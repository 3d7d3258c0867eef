//! Colour type and parsing.

use std::fmt;
use std::str::FromStr;

use palette::{Hsl, IntoColor, Srgb};

use crate::error::{FactoryError, Result};

/// An RGBA colour value.
#[derive(Debug, Clone, Copy, PartialEq, Eq, Hash, Default)]
pub struct Colour {
    pub r: u8,
    pub g: u8,
    pub b: u8,
    pub a: u8,
}

impl Colour {
    /// Create a new colour from RGBA components.
    pub const fn new(r: u8, g: u8, b: u8, a: u8) -> Self {
        Self { r, g, b, a }
    }

    /// Create a new opaque colour from RGB components.
    pub const fn rgb(r: u8, g: u8, b: u8) -> Self {
        Self { r, g, b, a: 255 }
    }

    /// Fully transparent colour.
    pub const TRANSPARENT: Self = Self::new(0, 0, 0, 0);

    /// Black.
    pub const BLACK: Self = Self::rgb(0, 0, 0);

    /// White.
    pub const WHITE: Self = Self::rgb(255, 255, 255);

    /// Parse a hex colour string.
    ///
    /// Supports `#RRGGBB` and `#RRGGBBAA`; the leading `#` is optional.
    pub fn from_hex(s: &str) -> Result<Self> {
        let s = s.trim();
        let hex = s.strip_prefix('#').unwrap_or(s);

        let invalid = || FactoryError::Parse {
            message: format!("Invalid hex colour: {}", s),
            help: Some("Use #RRGGBB or #RRGGBBAA format".to_string()),
        };
        if !hex.is_ascii() || !matches!(hex.len(), 6 | 8) {
            return Err(invalid());
        }

        let bytes = (0..hex.len())
            .step_by(2)
            .map(|i| parse_hex_byte(&hex[i..i + 2]))
            .collect::<Result<Vec<u8>>>()?;

        match bytes[..] {
            [r, g, b] => Ok(Self::rgb(r, g, b)),
            [r, g, b, a] => Ok(Self::new(r, g, b, a)),
            _ => Err(invalid()),
        }
    }

    /// Convert to RGBA tuple.
    pub fn to_rgba(self) -> [u8; 4] {
        [self.r, self.g, self.b, self.a]
    }

    /// Check if the colour is fully transparent.
    pub fn is_transparent(self) -> bool {
        self.a == 0
    }

    /// Return a copy with lightness moved by `percent` in HSL space.
    ///
    /// Positive values lighten toward white, negative values darken toward
    /// black, each relative to the remaining range. Alpha is kept.
    pub fn shifted(self, percent: f32) -> Self {
        let rgb: Srgb<f32> = Srgb::new(
            self.r as f32 / 255.0,
            self.g as f32 / 255.0,
            self.b as f32 / 255.0,
        );

        let mut hsl: Hsl = rgb.into_color();

        let delta = percent / 100.0;
        if delta > 0.0 {
            hsl.lightness += (1.0 - hsl.lightness) * delta;
        } else {
            hsl.lightness += hsl.lightness * delta;
        }
        hsl.lightness = hsl.lightness.clamp(0.0, 1.0);

        let rgb_out: Srgb<f32> = hsl.into_color();
        Self::new(
            (rgb_out.red * 255.0).round() as u8,
            (rgb_out.green * 255.0).round() as u8,
            (rgb_out.blue * 255.0).round() as u8,
            self.a,
        )
    }
}

impl From<image::Rgba<u8>> for Colour {
    fn from(p: image::Rgba<u8>) -> Self {
        Self::new(p[0], p[1], p[2], p[3])
    }
}

impl From<Colour> for image::Rgba<u8> {
    fn from(c: Colour) -> Self {
        image::Rgba(c.to_rgba())
    }
}

impl FromStr for Colour {
    type Err = FactoryError;

    fn from_str(s: &str) -> Result<Self> {
        Self::from_hex(s)
    }
}

impl fmt::Display for Colour {
    fn fmt(&self, f: &mut fmt::Formatter<'_>) -> fmt::Result {
        if self.a == 255 {
            write!(f, "#{:02X}{:02X}{:02X}", self.r, self.g, self.b)
        } else {
            write!(f, "#{:02X}{:02X}{:02X}{:02X}", self.r, self.g, self.b, self.a)
        }
    }
}

fn parse_hex_byte(s: &str) -> Result<u8> {
    u8::from_str_radix(s, 16).map_err(|_| FactoryError::Parse {
        message: format!("Invalid hex byte: {}", s),
        help: None,
    })
}
//! Generated Aseprite scripts.
//!
//! Each task is turned into a self-contained Lua program. Data (palettes,
//! template rows, tags) is embedded as literals; per-run values such as
//! the output directory arrive through `--script-param` and are read from
//! `app.params`. The body runs under `xpcall` so any failure prints a
//! traceback and is re-raised, making the editor exit non-zero.

mod edit;
mod lua;
mod sprite;
mod tileset;

pub use edit::process_frame_count;
pub use lua::{quote, seconds, LuaWriter};

use std::fs;
use std::path::{Path, PathBuf};

use crate::error::{FactoryError, Result};
use crate::job::{JobSpec, Task};
use crate::templates::{self, CharacterPreset};

/// A generated script ready to be written into the job directory.
#[derive(Debug, Clone)]
pub struct Script {
    /// File name inside the job directory, e.g. `character_sprite.lua`.
    pub file_name: String,
    pub source: String,
}

impl Script {
    /// Write the script into `dir`, returning its path.
    pub fn write_to(&self, dir: &Path) -> Result<PathBuf> {
        let path = dir.join(&self.file_name);
        fs::write(&path, &self.source).map_err(|e| FactoryError::Io {
            path: path.clone(),
            message: format!("Failed to write script: {}", e),
        })?;
        Ok(path)
    }
}

/// Generate the script for a validated job.
pub fn for_job(job: &JobSpec) -> Result<Script> {
    let mut w = LuaWriter::new();
    prelude(&mut w, job);

    match &job.task {
        Task::SpritePlaceholder => {
            let anim = templates::placeholder_animation()?;
            sprite::write(&mut w, &templates::placeholder_palette(), &anim)?;
        }
        Task::CharacterSprite(params) => {
            let preset = CharacterPreset::from_name(&params.preset)?;
            let anim = templates::character_animation()?;
            sprite::write(&mut w, &preset.palette(), &anim)?;
        }
        Task::TilesetPlaceholder(params) => {
            tileset::write(&mut w, params.columns, params.rows)?;
        }
        Task::SliceTileset(_) => edit::write_quantize(&mut w),
        Task::ProcessSprite(_) => edit::write_process(&mut w),
    }

    epilogue(&mut w);

    Ok(Script {
        file_name: format!("{}.lua", job.task.name()),
        source: w.finish(),
    })
}

/// Header comment and helpers shared by every script.
fn prelude(w: &mut LuaWriter, job: &JobSpec) {
    w.line(&format!(
        "-- Generated by asefactory: {} for job {}. Do not edit.",
        job.task.name(),
        job.job_id
    ));
    w.blank();

    w.open("local function param(name, default)")
        .line("local value = app.params[name]")
        .open("if value == nil or value == \"\" then")
        .open("if default ~= nil then")
        .line("return default")
        .close("end")
        .line("error(\"missing script param: \" .. name)")
        .close("end")
        .line("return value")
        .close("end");
    w.blank();

    w.open("local function output_path(suffix)")
        .line("return app.fs.joinPath(param(\"output_dir\"), param(\"output_basename\") .. suffix)")
        .close("end");
    w.blank();

    w.open("local function draw_rows(img, rows, ox, oy)")
        .open("for y, row in ipairs(rows) do")
        .open("for x = 1, #row do")
        .line("local index = tonumber(row:sub(x, x), 16)")
        .open("if index > 0 then")
        .line("img:drawPixel(ox + x - 1, oy + y - 1, index)")
        .close("end")
        .close("end")
        .close("end")
        .close("end");
    w.blank();

    w.open("local function apply_palette(spr, colours)")
        .line("local pal = Palette(#colours)")
        .open("for i, c in ipairs(colours) do")
        .line("pal:setColor(i - 1, Color { r = c[1], g = c[2], b = c[3], a = c[4] })")
        .close("end")
        .line("spr:setPalette(pal)")
        .close("end");
    w.blank();
}

/// Run `main` under a traceback handler and re-raise failures.
fn epilogue(w: &mut LuaWriter) {
    w.blank();
    w.line("local ok, err = xpcall(main, debug.traceback)")
        .open("if not ok then")
        .line("print(err)")
        .line("error(err, 0)")
        .close("end");
}
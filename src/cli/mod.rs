pub mod completions;
pub mod palette;
pub mod run;
pub mod slice;
pub mod validate;

use clap::{Parser, Subcommand};

/// asefactory - Aseprite batch job runner
#[derive(Parser, Debug)]
#[command(name = "asefactory")]
#[command(version, about, long_about = None)]
pub struct Cli {
    #[command(subcommand)]
    pub command: Commands,
}

#[derive(Subcommand, Debug)]
pub enum Commands {
    /// Run a job spec through Aseprite
    Run(run::RunArgs),

    /// Validate job specs without running them
    Validate(validate::ValidateArgs),

    /// Slice a PNG into a deduplicated tileset without Aseprite
    Slice(slice::SliceArgs),

    /// Print the indexed palette of a PNG
    Palette(palette::PaletteArgs),

    /// Generate shell completions
    Completions(completions::CompletionsArgs),
}
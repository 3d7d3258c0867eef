//! Humanoid character templates and preset palettes.
//!
//! Slot layout shared by every character palette:
//! 1 outline, 2 skin, 3 primary, 4 secondary, 5 hair, 6 accent,
//! 7 shade, 8 highlight, 9 eye.

use std::fmt;

use crate::error::{FactoryError, Result};
use crate::types::{Animation, Colour, PixelTemplate, TemplatePalette};

const BODY: &[&str] = &[
    ".....111111.....",
    "....15555551....",
    "....15222251....",
    "....12922921....",
    "....12222221....",
    ".....112211.....",
    "....13333331....",
    "...1383333731...",
    "...2133663312...",
    "....13333331....",
    "....14444441....",
    "....13377331....",
];

const LEGS_STAND: &[&str] = &[
    "....14411441....",
    "....14411441....",
    "....14411441....",
    "....111..111....",
];

const LEGS_STRIDE_A: &[&str] = &[
    "....14411441....",
    "...144111441....",
    "..1441...1441...",
    "..111.....111...",
];

const LEGS_PASS: &[&str] = &[
    ".....144441.....",
    ".....144441.....",
    ".....144441.....",
    ".....111111.....",
];

const LEGS_STRIDE_B: &[&str] = &[
    "....14411441....",
    "....144111441...",
    "...1441...1441..",
    "...111.....111..",
];

/// Milliseconds per idle frame.
pub const IDLE_FRAME_MS: u32 = 500;

/// Milliseconds per walk frame.
pub const WALK_FRAME_MS: u32 = 120;

/// Named character colour schemes.
#[derive(Debug, Clone, Copy, PartialEq, Eq)]
pub enum CharacterPreset {
    Knight,
    Mage,
    Rogue,
    Villager,
}

impl CharacterPreset {
    pub const ALL: [CharacterPreset; 4] = [
        CharacterPreset::Knight,
        CharacterPreset::Mage,
        CharacterPreset::Rogue,
        CharacterPreset::Villager,
    ];

    /// Look up a preset by name.
    pub fn from_name(name: &str) -> Result<Self> {
        Self::ALL
            .into_iter()
            .find(|p| p.name() == name)
            .ok_or_else(|| FactoryError::Job {
                message: format!("unknown character preset '{}'", name),
                help: Some(format!(
                    "preset must be one of: {}",
                    Self::ALL.map(|p| p.name()).join(", ")
                )),
            })
    }

    pub fn name(self) -> &'static str {
        match self {
            CharacterPreset::Knight => "knight",
            CharacterPreset::Mage => "mage",
            CharacterPreset::Rogue => "rogue",
            CharacterPreset::Villager => "villager",
        }
    }

    /// The preset's slot palette.
    pub fn palette(self) -> TemplatePalette {
        let (primary, secondary, hair, accent) = match self {
            CharacterPreset::Knight => (
                Colour::rgb(0x8B, 0x9B, 0xB4),
                Colour::rgb(0x5D, 0x27, 0x5D),
                Colour::rgb(0x73, 0x46, 0x4C),
                Colour::rgb(0xFF, 0xCD, 0x75),
            ),
            CharacterPreset::Mage => (
                Colour::rgb(0x3B, 0x5D, 0xC9),
                Colour::rgb(0x29, 0x36, 0x6F),
                Colour::rgb(0xEE, 0xEE, 0xEE),
                Colour::rgb(0xB1, 0x3E, 0x53),
            ),
            CharacterPreset::Rogue => (
                Colour::rgb(0x25, 0x71, 0x79),
                Colour::rgb(0x33, 0x3C, 0x57),
                Colour::rgb(0x1A, 0x1C, 0x2C),
                Colour::rgb(0xA7, 0xF0, 0x70),
            ),
            CharacterPreset::Villager => (
                Colour::rgb(0x38, 0xB7, 0x64),
                Colour::rgb(0x73, 0x46, 0x4C),
                Colour::rgb(0xEF, 0x7D, 0x57),
                Colour::rgb(0xF4, 0xF4, 0xF4),
            ),
        };
        humanoid_palette(self.name(), primary, secondary, hair, accent)
    }
}

impl fmt::Display for CharacterPreset {
    fn fmt(&self, f: &mut fmt::Formatter<'_>) -> fmt::Result {
        write!(f, "{}", self.name())
    }
}

/// Palette for the untextured placeholder sprite.
pub fn placeholder_palette() -> TemplatePalette {
    humanoid_palette(
        "placeholder",
        Colour::rgb(0xFF, 0x00, 0xFF),
        Colour::rgb(0x80, 0x00, 0x80),
        Colour::rgb(0x40, 0x40, 0x40),
        Colour::rgb(0x00, 0xFF, 0xFF),
    )
}

fn humanoid_palette(
    name: &str,
    primary: Colour,
    secondary: Colour,
    hair: Colour,
    accent: Colour,
) -> TemplatePalette {
    TemplatePalette::new(name)
        .with_slot("outline", Colour::rgb(0x1A, 0x1C, 0x2C))
        .with_slot("skin", Colour::rgb(0xF4, 0xC7, 0x9A))
        .with_slot("primary", primary)
        .with_slot("secondary", secondary)
        .with_slot("hair", hair)
        .with_slot("accent", accent)
        .with_shade("shade", "primary", -30.0)
        .with_shade("highlight", "primary", 30.0)
        .with_slot("eye", Colour::rgb(0x1A, 0x1C, 0x2C))
}

fn part(name: &str, rows: &[&str]) -> Result<PixelTemplate> {
    PixelTemplate::parse(name, rows)
}

/// The standing frame: body over standing legs.
pub fn standing_frame() -> Result<PixelTemplate> {
    let body = part("body", BODY)?;
    let legs = part("legs-stand", LEGS_STAND)?;
    PixelTemplate::stack("stand", &[&body, &legs])
}

/// Four walk frames: stride, pass, opposite stride, stand.
pub fn walk_frames() -> Result<Vec<PixelTemplate>> {
    let body = part("body", BODY)?;
    let poses = [
        ("walk-1", LEGS_STRIDE_A),
        ("walk-2", LEGS_PASS),
        ("walk-3", LEGS_STRIDE_B),
        ("walk-4", LEGS_STAND),
    ];
    poses
        .iter()
        .map(|(name, rows)| {
            let legs = part(name, rows)?;
            PixelTemplate::stack(*name, &[&body, &legs])
        })
        .collect()
}

/// Idle (2 frames, the second with the body bobbed down) then walk (4 frames).
pub fn character_animation() -> Result<Animation> {
    let body = part("body", BODY)?;
    let legs = part("legs-stand", LEGS_STAND)?;
    let bob = body.shifted_down("body-bob", 1);

    let mut anim = Animation::new();
    anim.push_sequence(
        "idle",
        vec![
            PixelTemplate::stack("idle-1", &[&body, &legs])?,
            PixelTemplate::stack("idle-2", &[&bob, &legs])?,
        ],
        IDLE_FRAME_MS,
    )?;
    anim.push_sequence("walk", walk_frames()?, WALK_FRAME_MS)?;
    anim.check()?;
    Ok(anim)
}

/// One standing idle frame then the four walk frames.
pub fn placeholder_animation() -> Result<Animation> {
    let mut anim = Animation::new();
    anim.push_sequence("idle", vec![standing_frame()?], IDLE_FRAME_MS)?;
    anim.push_sequence("walk", walk_frames()?, WALK_FRAME_MS)?;
    anim.check()?;
    Ok(anim)
}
==========
**EXERCISE DETAILS**
Go through the material above, and wherever a line holds the word "JobSpec", copy it.

**RESPONSE**
use crate::job::{JobSpec, Task};
pub fn for_job(job: &JobSpec) -> Result<Script> {
fn prelude(w: &mut LuaWriter, job: &JobSpec) {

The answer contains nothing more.